Section 59-155-160. (A) Beginning with the 2017-2018 school year, a student must be retained in the third grade if the student fails substantially to demonstrate third-grade reading proficiency at the end of the third grade. A student may be exempt for good cause from the mandatory retention but shall continue to receive instructional support and services and reading intervention appropriate for their age and reading level. Good cause exemptions include students:
(1) with limited English proficiency and less than two years of instruction in English as a Second Language program;
(2) with disabilities whose individual education plan indicates the use of alternative assessments or alternative reading interventions and students with disabilities whose individual education plan or Section 504 plan reflects that the student has received intensive remediation in reading for more than two years but still does not substantially demonstrate reading proficiency;
(3) who demonstrate third-grade reading proficiency on an alternative assessment approved by the board and which teachers may administer following the administration of the state assessment of reading or after a student's participating in a summer reading camp;
(4) who have received reading intervention and were previously retained; and
(5) who through a reading portfolio document the student's mastery of the state standards in reading equal to at least a level above the lowest level on the state reading assessment. Such evidence must be an organized collection of the student's mastery of the state English language arts standards that are assessed by the Grade 3 state reading assessment. The Read to Succeed Office will develop guidelines for the student portfolio; however the student portfolio must meet the following minimum criteria:
(a) be selected by the student's English language arts teacher or summer reading camp instructor;
(b) be an accurate picture of the student's ability and only include student work that has been independently produced in the classroom;
(c) include evidence that the benchmarks assessed by the Grade 3 state reading assessment have been met. Evidence is to include multiple choice items and passages that are approximately sixty (60) percent literary text and forty (40) percent information text, and that are between 100-700 words with an average of 500 words. Such evidence could include chapter or unit tests from the district's/school's adopted core reading curriculum that are aligned with the state English language arts standards or teacher-prepared assessments.

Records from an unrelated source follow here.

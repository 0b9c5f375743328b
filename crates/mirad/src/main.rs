//! Mira assistant daemon entry point.
//!
//! Wires the device channel, memory store, monitor loop, periodic flush,
//! evolution engine and the interactive console together, then waits for
//! the console to end and drains the monitor before exiting.

use std::sync::Arc;
use std::time::Duration;

use anyhow::{Context, Result};
use tokio::time::MissedTickBehavior;
use tracing::{debug, error, info, warn};
use tracing_subscriber::EnvFilter;

use mira_common::{paths, MemoryStore};
use mirad::config;
use mirad::console::Console;
use mirad::device::{AdbBridge, DeviceChannel};
use mirad::evolution::EvolutionEngine;
use mirad::monitor::NotificationMonitor;
use mirad::responder::RuleBasedResponder;
use mirad::shutdown::ShutdownSignal;
use mirad::voice::VoiceSystem;

/// Longest the exit path waits for the monitor to finish its cycle.
const SHUTDOWN_GRACE: Duration = Duration::from_secs(10);

#[tokio::main]
async fn main() -> Result<()> {
    tracing_subscriber::fmt()
        .with_env_filter(
            EnvFilter::try_from_default_env().unwrap_or_else(|_| EnvFilter::new("info")),
        )
        .init();

    info!("[BOOT] mira assistant v{} starting", env!("CARGO_PKG_VERSION"));

    let config = config::load().context("load configuration")?;
    info!("[BOOT] config loaded");

    let store = Arc::new(MemoryStore::open(paths::memory_file()));
    info!(
        "[BOOT] memory ready ({} conversations, {} notifications)",
        store.conversation_count(),
        store.notification_count()
    );

    let bridge = Arc::new(AdbBridge::new(&config.device));
    match bridge.connect().await {
        Ok(()) => info!("[BOOT] device connected at {}", config.device.adb_host),
        Err(err) => {
            warn!("[BOOT] adb connect failed ({err}), retrying once");
            if let Err(err) = bridge.connect().await {
                warn!("[BOOT] device still unreachable ({err}), monitor will keep polling");
            } else {
                info!("[BOOT] device connected at {}", config.device.adb_host);
            }
        }
    }
    let device: Arc<dyn DeviceChannel> = bridge;

    let voice = Arc::new(VoiceSystem::new(&config.voice));
    let shutdown = ShutdownSignal::new();

    let monitor = NotificationMonitor::new(
        device.clone(),
        voice.clone(),
        store.clone(),
        config.monitor.clone(),
    );
    let monitor_task = tokio::spawn(monitor.run(shutdown.clone()));

    spawn_periodic_flush(store.clone(), config.memory.backup_interval());

    if config.evolution.enabled {
        let engine = EvolutionEngine::new(store.clone(), config.evolution.clone());
        tokio::spawn(engine.run());
    }

    info!("[READY] mira operational");

    let console = Console::new(device, store.clone(), RuleBasedResponder::new(store.clone()));
    if let Err(err) = console.run().await {
        error!("console failed: {err:#}");
    }

    info!("[SHUTDOWN] draining monitor");
    shutdown.signal();
    if tokio::time::timeout(SHUTDOWN_GRACE, monitor_task).await.is_err() {
        warn!("[SHUTDOWN] monitor did not stop within {SHUTDOWN_GRACE:?}, abandoning it");
    }
    if let Err(err) = store.flush() {
        error!("[SHUTDOWN] final flush failed: {err:#}");
    }
    if let Err(err) = store.write_critical_backup() {
        warn!("[SHUTDOWN] critical backup failed: {err:#}");
    }
    info!("[SHUTDOWN] goodbye");
    Ok(())
}

/// Flush the store on a fixed cadence so quiet periods still hit disk.
fn spawn_periodic_flush(store: Arc<MemoryStore>, every: Duration) {
    tokio::spawn(async move {
        let mut ticker = tokio::time::interval(every);
        ticker.set_missed_tick_behavior(MissedTickBehavior::Delay);
        // the first tick fires immediately
        ticker.tick().await;
        loop {
            ticker.tick().await;
            match store.flush() {
                Ok(()) => debug!("periodic flush complete"),
                Err(err) => warn!("periodic flush failed: {err:#}"),
            }
        }
    });
}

(d) be an organized collection of evidence of the student's mastery of the English language arts state standards that are assessed by the Grade 3 state reading assessment. For each benchmark there must be at least three (3) examples of mastery as demonstrated by a grade of seventy (70) percent or above; and
(e) be signed by the teacher and the principal as an accurate assessment of the required reading skills.
(B) The superintendent of the local school district must determine whether a student in the district may be exempt from the mandatory retention by taking all of the following steps:
(1) The teacher of a student eligible for exemption must submit to the principal documentation on the proposed exemption and evidence that promotion of the student is appropriate based on the student's academic record. This evidence must be limited to the student's individual reading proficiency plan, individual education program, alternative assessments, or student reading portfolio. The Read to Succeed Office must provide districts with a standardized form to use in the process.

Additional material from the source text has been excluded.